On Monday, when a team of Tucson doctors held a press conference to delicately describe the condition of Democratic Congresswoman Gabrielle Giffords's traumatized brain, one of them said an interesting thing.
Concentrating as doctors do, not on the body politic but on the body before him, he described how the wounded congresswoman was responding to simple commands, and said he found it very hopeful that the "centres of her brain are communicating with one another."
Ms. Giffords, a glowingly ambitious and by all accounts decent public servant, touted by some as "first female president" material, had miraculously survived - so far - a brutal assassination attempt in which a bullet ripped through her head during a shooting rampage Saturday that left a trail of dead and wounded, and shattered even further America's shaky vision of itself.
Yet the doctor's simple summary seemed apt - because that is what the rest of her countrymen - and indeed people around the world - were doing as well: communicating with one another, in an agonized attempt to fit guns and vitriol, private mental instability and public rage - oh, and don't forget random senselessness - into a workable thesis.
By noon Monday, CNN reported that more than two million Facebook users were hashing it out over the meaning of Tucson, saying they felt "sad" and that maybe this tragedy would finally get people to understand that "words matter."
This one got to us. Political assassination attempts are destabilizing because it is democracy itself that is being attacked. And when the fatalities include, among others, an adorable nine-year-old girl on the cusp of political awareness and a valiant senior who lovingly saved his wife's life by lying on top of her, it only heightens our disgust and sorrow, our deep frustration and our desire to pin the blame, as fast as we can, on just one thing. And even our shame. It just shouldn't be like this.
All mass shootings today involve an almost ritualistic debriefing: wonderment that the alleged perpetrator, in this case a 22-year-old kid, armed with a Glock 9 reloadable gun, had been obviously disturbed for a while but that no one - not his parents, not his school - had successfully addressed his condition. Anger from the left and denial from the right that a crime like this is still - and always - about America's gun problem. (With the added irony that the intended victim, a so-called Blue Dog Democrat, was on record opposing gun control.)
And a growing conviction that all the vicious name calling and heightened hatefulness that is now business as usual in American political life, encouraged by even mainstream media, has to have been a factor.
Of course it was. Even if, or maybe especially if, you are mentally disturbed, why wouldn't such open-season slagging, such vehement insistence that one political party or another is not just wrong in its intentions but destroying the very fabric of civilization, spur you on to commit mayhem? Tucson didn't happen in a vacuum.
There clearly won't be one simple explanation for this tragedy. But that doesn't mean that all these complex issues shouldn't be on the table and held up to harsh scrutiny, especially the "don't retreat, reload" vile political rhetoric of the past few years. Sarah Palin's crosshairs strategy shouldn't be exempt.
There are other ways to get your points across. Words do matter.

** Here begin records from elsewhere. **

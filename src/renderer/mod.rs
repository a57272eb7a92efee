//! Render adapter
//!
//! The simulation knows nothing about drawing. Each frame the host captures a
//! `FrameSnapshot` (plain transforms for every mesh in the scene) and hands it
//! to whatever `RenderSurface` it owns.

pub mod camera;
pub mod instance;

pub use camera::CameraRig;
pub use instance::{InstanceBuffer, RenderInstance};

use std::f32::consts::FRAC_PI_2;
use std::fmt;

use glam::{EulerRot, Quat, Vec3};

use crate::settings::Settings;
use crate::sim::{GamePhase, Session};

/// Number of dots in the aim line
pub const AIM_DOTS: usize = 10;
/// Aim line length at full power (world units)
const AIM_LINE_MAX: f32 = 4.0;
/// Aim dots hover just above the grass
const AIM_LINE_HEIGHT: f32 = 0.1;
/// Ring sits just under the ball centre
const RING_DROP: f32 = 0.14;
const RING_OPACITY: f32 = 0.7;
const AIM_DOT_OPACITY: f32 = 0.8;

const FLAG_POLE_HEIGHT: f32 = 1.5;
const FLAG_CLOTH_OFFSET: Vec3 = Vec3::new(0.3, 1.2, 0.0);
const FOLIAGE_HEIGHT: f32 = 2.5;

// Linear RGBA colours
const WHITE: [f32; 4] = [1.0, 1.0, 1.0, 1.0];
const BLACK: [f32; 4] = [0.0, 0.0, 0.0, 1.0];
const GRASS: [f32; 4] = [0.133, 0.545, 0.133, 1.0];
const WOOD: [f32; 4] = [0.545, 0.271, 0.075, 1.0];
const LEAVES: [f32; 4] = [0.0, 0.392, 0.0, 1.0];
const SAND: [f32; 4] = [0.957, 0.643, 0.376, 1.0];
const POLE: [f32; 4] = [0.867, 0.867, 0.867, 1.0];
const FLAG_RED: [f32; 4] = [1.0, 0.0, 0.0, 1.0];

/// Mesh the host should draw for an entry
#[derive(Debug, Clone, Copy, PartialEq, Eq, Hash)]
#[repr(u32)]
pub enum MeshKind {
    Ground = 0,
    Ball = 1,
    /// Flat disc at the cup
    Hole = 2,
    FlagPole = 3,
    FlagCloth = 4,
    /// Unit box scaled to the obstacle size
    Obstacle = 5,
    Trunk = 6,
    Foliage = 7,
    /// Flat disc scaled to the pit radius
    Sandpit = 8,
    AimDot = 9,
    Ring = 10,
}

impl MeshKind {
    const ALL: [MeshKind; 11] = [
        MeshKind::Ground,
        MeshKind::Ball,
        MeshKind::Hole,
        MeshKind::FlagPole,
        MeshKind::FlagCloth,
        MeshKind::Obstacle,
        MeshKind::Trunk,
        MeshKind::Foliage,
        MeshKind::Sandpit,
        MeshKind::AimDot,
        MeshKind::Ring,
    ];

    pub fn from_index(index: u32) -> Option<Self> {
        Self::ALL.get(index as usize).copied()
    }
}

/// Placement of one mesh
#[derive(Debug, Clone, PartialEq)]
pub struct Transform {
    pub position: Vec3,
    pub rotation: Quat,
    pub scale: Vec3,
    pub visible: bool,
    pub opacity: f32,
}

impl Transform {
    pub fn at(position: Vec3) -> Self {
        Self {
            position,
            rotation: Quat::IDENTITY,
            scale: Vec3::ONE,
            visible: true,
            opacity: 1.0,
        }
    }

    fn rotated(mut self, rotation: Quat) -> Self {
        self.rotation = rotation;
        self
    }

    fn scaled(mut self, scale: Vec3) -> Self {
        self.scale = scale;
        self
    }

    fn shown(mut self, visible: bool) -> Self {
        self.visible = visible;
        self
    }

    fn faded(mut self, opacity: f32) -> Self {
        self.opacity = opacity;
        self
    }
}

/// A mesh, where it goes and its tint
#[derive(Debug, Clone, PartialEq)]
pub struct Drawable {
    pub mesh: MeshKind,
    pub transform: Transform,
    pub color: [f32; 4],
}

/// Power bar colour band
#[derive(Debug, Clone, Copy, PartialEq, Eq)]
pub enum PowerBand {
    Low,
    Medium,
    High,
}

impl PowerBand {
    pub fn from_power(power: f32) -> Self {
        if power < 50.0 {
            PowerBand::Low
        } else if power < 85.0 {
            PowerBand::Medium
        } else {
            PowerBand::High
        }
    }

    pub fn color(self) -> [f32; 4] {
        match self {
            PowerBand::Low => [0.0, 1.0, 0.0, 1.0],
            PowerBand::Medium => [1.0, 1.0, 0.0, 1.0],
            PowerBand::High => [1.0, 0.0, 0.0, 1.0],
        }
    }
}

/// Everything needed to draw one frame
#[derive(Debug, Clone)]
pub struct FrameSnapshot {
    pub frame: u64,
    pub phase: GamePhase,
    pub strokes: u32,
    pub power: f32,
    pub power_band: PowerBand,
    pub drawables: Vec<Drawable>,
}

impl FrameSnapshot {
    /// Capture the scene for the session's current frame
    pub fn capture(session: &Session, settings: &Settings) -> Self {
        let level = session.level();
        let ball = session.ball();
        let presentation = session.presentation();
        let power = session.power();
        let power_band = PowerBand::from_power(power);
        let flat = Quat::from_rotation_x(-FRAC_PI_2);

        let mut drawables = Vec::with_capacity(
            8 + AIM_DOTS + level.obstacles.len() + level.sandpits.len() + level.trees.len() * 2,
        );
        let mut push = |mesh, transform, color| {
            drawables.push(Drawable {
                mesh,
                transform,
                color,
            })
        };

        let extent = level.ground_half_extent * 2.0;
        push(
            MeshKind::Ground,
            Transform::at(Vec3::ZERO).scaled(Vec3::new(extent, 1.0, extent)),
            GRASS,
        );

        let cup = level.hole_position;
        push(
            MeshKind::Hole,
            Transform::at(cup)
                .rotated(flat)
                .scaled(Vec3::new(level.hole_radius, level.hole_radius, 1.0)),
            BLACK,
        );
        push(
            MeshKind::FlagPole,
            Transform::at(cup + Vec3::Y * (FLAG_POLE_HEIGHT / 2.0))
                .shown(presentation.flag_visible)
                .faded(presentation.flag_opacity),
            POLE,
        );
        push(
            MeshKind::FlagCloth,
            Transform::at(cup + FLAG_CLOTH_OFFSET)
                .shown(presentation.flag_visible)
                .faded(presentation.flag_opacity),
            FLAG_RED,
        );

        for obstacle in &level.obstacles {
            let rotation = obstacle
                .rotation
                .map(|r| Quat::from_euler(EulerRot::XYZ, r.x, r.y, r.z))
                .unwrap_or(Quat::IDENTITY);
            push(
                MeshKind::Obstacle,
                Transform::at(obstacle.position)
                    .rotated(rotation)
                    .scaled(obstacle.size),
                WOOD,
            );
        }

        for pit in &level.sandpits {
            push(
                MeshKind::Sandpit,
                Transform::at(pit.position)
                    .rotated(flat)
                    .scaled(Vec3::new(pit.radius, pit.radius, 1.0)),
                SAND,
            );
        }

        for tree in &level.trees {
            let trunk = tree.trunk();
            push(MeshKind::Trunk, Transform::at(trunk.center), WOOD);
            push(
                MeshKind::Foliage,
                Transform::at(tree.position + Vec3::Y * FOLIAGE_HEIGHT),
                LEAVES,
            );
        }

        push(
            MeshKind::Ball,
            Transform::at(ball.position)
                .scaled(Vec3::splat(ball.scale))
                .shown(ball.visible),
            WHITE,
        );

        let ring_visible = settings.show_indicator
            && session.phase() == GamePhase::Idle
            && !session.shot().is_dragging();
        push(
            MeshKind::Ring,
            Transform::at(ball.position - Vec3::Y * RING_DROP)
                .rotated(Quat::from_euler(
                    EulerRot::XYZ,
                    -FRAC_PI_2,
                    0.0,
                    presentation.indicator_spin,
                ))
                .shown(ring_visible)
                .faded(RING_OPACITY),
            WHITE,
        );

        // Aim line: dots along the aim from the ball, shrinking with distance
        let aim = session.shot().aim_direction();
        let length = power / 100.0 * AIM_LINE_MAX;
        let dots_visible = settings.show_aim_line && session.shot().is_dragging() && length > 0.0;
        let origin = Vec3::new(ball.position.x, AIM_LINE_HEIGHT, ball.position.z);
        let segment = length / AIM_DOTS as f32;
        for i in 0..AIM_DOTS {
            let scale = 1.0 - (i as f32 / AIM_DOTS as f32) * 0.5;
            push(
                MeshKind::AimDot,
                Transform::at(origin + aim * ((i + 1) as f32 * segment))
                    .rotated(flat)
                    .scaled(Vec3::splat(scale))
                    .shown(dots_visible)
                    .faded(AIM_DOT_OPACITY),
                power_band.color(),
            );
        }

        Self {
            frame: session.frame(),
            phase: session.phase(),
            strokes: session.strokes(),
            power,
            power_band,
            drawables,
        }
    }

    pub fn of_kind(&self, mesh: MeshKind) -> impl Iterator<Item = &Drawable> {
        self.drawables.iter().filter(move |d| d.mesh == mesh)
    }

    pub fn first(&self, mesh: MeshKind) -> Option<&Drawable> {
        self.of_kind(mesh).next()
    }

    /// Pack the visible entries for upload
    pub fn write_instances(&self, buffer: &mut InstanceBuffer) {
        buffer.fill(&self.drawables);
    }
}

/// Errors from a render surface
#[derive(Debug, Clone, PartialEq, Eq)]
pub enum SurfaceError {
    /// Surface was already torn down
    AlreadyDetached,
    /// Backend lost the surface (context loss, closed window)
    Lost(String),
}

impl fmt::Display for SurfaceError {
    fn fmt(&self, f: &mut fmt::Formatter<'_>) -> fmt::Result {
        match self {
            SurfaceError::AlreadyDetached => write!(f, "render surface already detached"),
            SurfaceError::Lost(reason) => write!(f, "render surface lost: {reason}"),
        }
    }
}

impl std::error::Error for SurfaceError {}

/// Something that can draw snapshots
pub trait RenderSurface {
    fn present(&mut self, frame: &FrameSnapshot) -> Result<(), SurfaceError>;
    fn resize(&mut self, width: u32, height: u32);
    fn detach(&mut self) -> Result<(), SurfaceError>;
}

/// Tear down a surface; failures are logged and otherwise ignored
pub fn detach_surface(surface: &mut dyn RenderSurface) {
    match surface.detach() {
        Ok(()) => log::info!("Render surface detached"),
        Err(e) => log::warn!("Detach failed: {}", e),
    }
}

/// Surface that only packs instances; used headlessly and in tests
#[derive(Debug, Default)]
pub struct HeadlessSurface {
    buffer: InstanceBuffer,
    size: (u32, u32),
    frames_presented: u64,
    detached: bool,
}

impl HeadlessSurface {
    pub fn new(width: u32, height: u32) -> Self {
        Self {
            size: (width, height),
            ..Default::default()
        }
    }

    pub fn frames_presented(&self) -> u64 {
        self.frames_presented
    }

    pub fn size(&self) -> (u32, u32) {
        self.size
    }

    /// Instances packed by the last `present`
    pub fn last_instances(&self) -> &[RenderInstance] {
        &self.buffer.instances
    }
}

impl RenderSurface for HeadlessSurface {
    fn present(&mut self, frame: &FrameSnapshot) -> Result<(), SurfaceError> {
        if self.detached {
            return Err(SurfaceError::AlreadyDetached);
        }
        frame.write_instances(&mut self.buffer);
        self.frames_presented += 1;
        Ok(())
    }

    fn resize(&mut self, width: u32, height: u32) {
        self.size = (width, height);
    }

    fn detach(&mut self) -> Result<(), SurfaceError> {
        if self.detached {
            return Err(SurfaceError::AlreadyDetached);
        }
        self.detached = true;
        self.buffer.clear();
        Ok(())
    }
}

#[cfg(test)]
mod tests {
    use glam::Vec2;

    use super::*;
    use crate::course::{Level, Tree};
    use crate::settings::Tuning;

    fn session() -> Session {
        let mut level = Level::new(1, "Test", Vec3::new(0.0, 0.2, 8.0), Vec3::new(0.0, 0.01, -8.0), 0.25);
        level.trees.push(Tree {
            position: Vec3::new(4.0, 0.0, 0.0),
        });
        Session::new(level, Tuning::default()).unwrap()
    }

    #[test]
    fn test_idle_shows_ring_hides_dots() {
        let s = session();
        let frame = FrameSnapshot::capture(&s, &Settings::default());
        let ring = frame.first(MeshKind::Ring).unwrap();
        assert!(ring.transform.visible);
        assert!((ring.transform.position.y - (0.2 - RING_DROP)).abs() < 1e-6);
        assert_eq!(frame.of_kind(MeshKind::AimDot).count(), AIM_DOTS);
        assert!(frame.of_kind(MeshKind::AimDot).all(|d| !d.transform.visible));
        assert_eq!(frame.of_kind(MeshKind::Trunk).count(), 1);
    }

    #[test]
    fn test_aim_line_follows_drag() {
        let mut s = session();
        s.pointer_down(Vec2::ZERO);
        s.pointer_move(Vec2::new(0.0, 40.0));
        s.tick();
        let frame = FrameSnapshot::capture(&s, &Settings::default());

        assert!((frame.power - 50.0).abs() < 1e-4);
        assert_eq!(frame.power_band, PowerBand::Medium);
        assert!(!frame.first(MeshKind::Ring).unwrap().transform.visible);

        let dots: Vec<_> = frame.of_kind(MeshKind::AimDot).collect();
        assert!(dots.iter().all(|d| d.transform.visible));
        // Line is 2 units long toward -Z, ten segments of 0.2
        let first = &dots[0].transform;
        assert!((first.position - Vec3::new(0.0, AIM_LINE_HEIGHT, s.ball().position.z - 0.2)).length() < 1e-4);
        let last = &dots[AIM_DOTS - 1].transform;
        assert!((last.position.z - (s.ball().position.z - 2.0)).abs() < 1e-4);
        assert!((last.scale.x - 0.55).abs() < 1e-6);
    }

    #[test]
    fn test_aim_line_respects_setting() {
        let mut s = session();
        s.pointer_down(Vec2::ZERO);
        s.pointer_move(Vec2::new(0.0, 40.0));
        s.tick();
        let settings = Settings {
            show_aim_line: false,
            ..Default::default()
        };
        let frame = FrameSnapshot::capture(&s, &settings);
        assert!(frame.of_kind(MeshKind::AimDot).all(|d| !d.transform.visible));
    }

    #[test]
    fn test_power_bands() {
        assert_eq!(PowerBand::from_power(0.0), PowerBand::Low);
        assert_eq!(PowerBand::from_power(49.9), PowerBand::Low);
        assert_eq!(PowerBand::from_power(50.0), PowerBand::Medium);
        assert_eq!(PowerBand::from_power(85.0), PowerBand::High);
    }

    #[test]
    fn test_headless_surface_lifecycle() {
        let s = session();
        let frame = FrameSnapshot::capture(&s, &Settings::default());
        let mut surface = HeadlessSurface::new(800, 600);
        surface.present(&frame).unwrap();
        assert_eq!(surface.frames_presented(), 1);
        // Dots are hidden while idle
        assert!(surface.last_instances().iter().all(|i| i.mesh_kind() != Some(MeshKind::AimDot)));

        surface.resize(1024, 768);
        assert_eq!(surface.size(), (1024, 768));

        assert!(surface.detach().is_ok());
        assert_eq!(surface.detach(), Err(SurfaceError::AlreadyDetached));
        assert_eq!(surface.present(&frame), Err(SurfaceError::AlreadyDetached));
        // Second detach only logs
        detach_surface(&mut surface);
    }

    #[test]
    fn test_mesh_index_round_trip() {
        assert_eq!(MeshKind::from_index(MeshKind::Ring as u32), Some(MeshKind::Ring));
        assert_eq!(MeshKind::from_index(99), None);
    }
}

And there were some powerful words out there, like New York Times token conservative Ross Douthat observation that violence in American politics "tends to bubble up from a world that's far stranger than any Glenn Beck monologue - a murky landscape where world views get cobbled together from a host of baroque conspiracy theories, and where the line between ideological extremism and mental illness gets blurry fast."
And more good words from one of his liberal colleagues, Gail Collins, who recounted in her column that at a 2009 "congress on your corner" gathering, hosted by Ms. Giffords, one protester got so worked up that "the pistol he was carrying under his armpit fell out of his holster."
Ms. Giffords, a "spunky Western girl" according to Ms. Collins, apparently brushed this incident off, and astonishingly the man was never detained. Since then, gun control laws in Arizona have gotten even more relaxed.
I also like the words of Pima County Sheriff Clarence Dupnik, now being excoriated, but who obviously adored Gabrielle Giffords, calling her a "beautiful person," but who bravely said in the immediate aftermath of the shooting that "the anger, the hatred, the bigotry that goes on in this country is beginning to be outrageous."
Ms. Giffords's good friend, the Democratic Congresswoman from Florida, Debbie Wasserman Schultz, told CNN Monday that if anyone was going to survive a bullet through the head, it was her feisty friend Gabby.
I look forward to more optimistic briefings from Ms. Giffords's doctors, and I hope she not only survives but thrives. In true Hollywood fashion, I even imagine the happiest of outcomes, and hope she runs for president one day.
But I pity her for the unspeakable sorrow she will bear for the rest of her life and the question that will haunt her and everyone else: Could this have been prevented? Sadly, I think we already know the answer to that.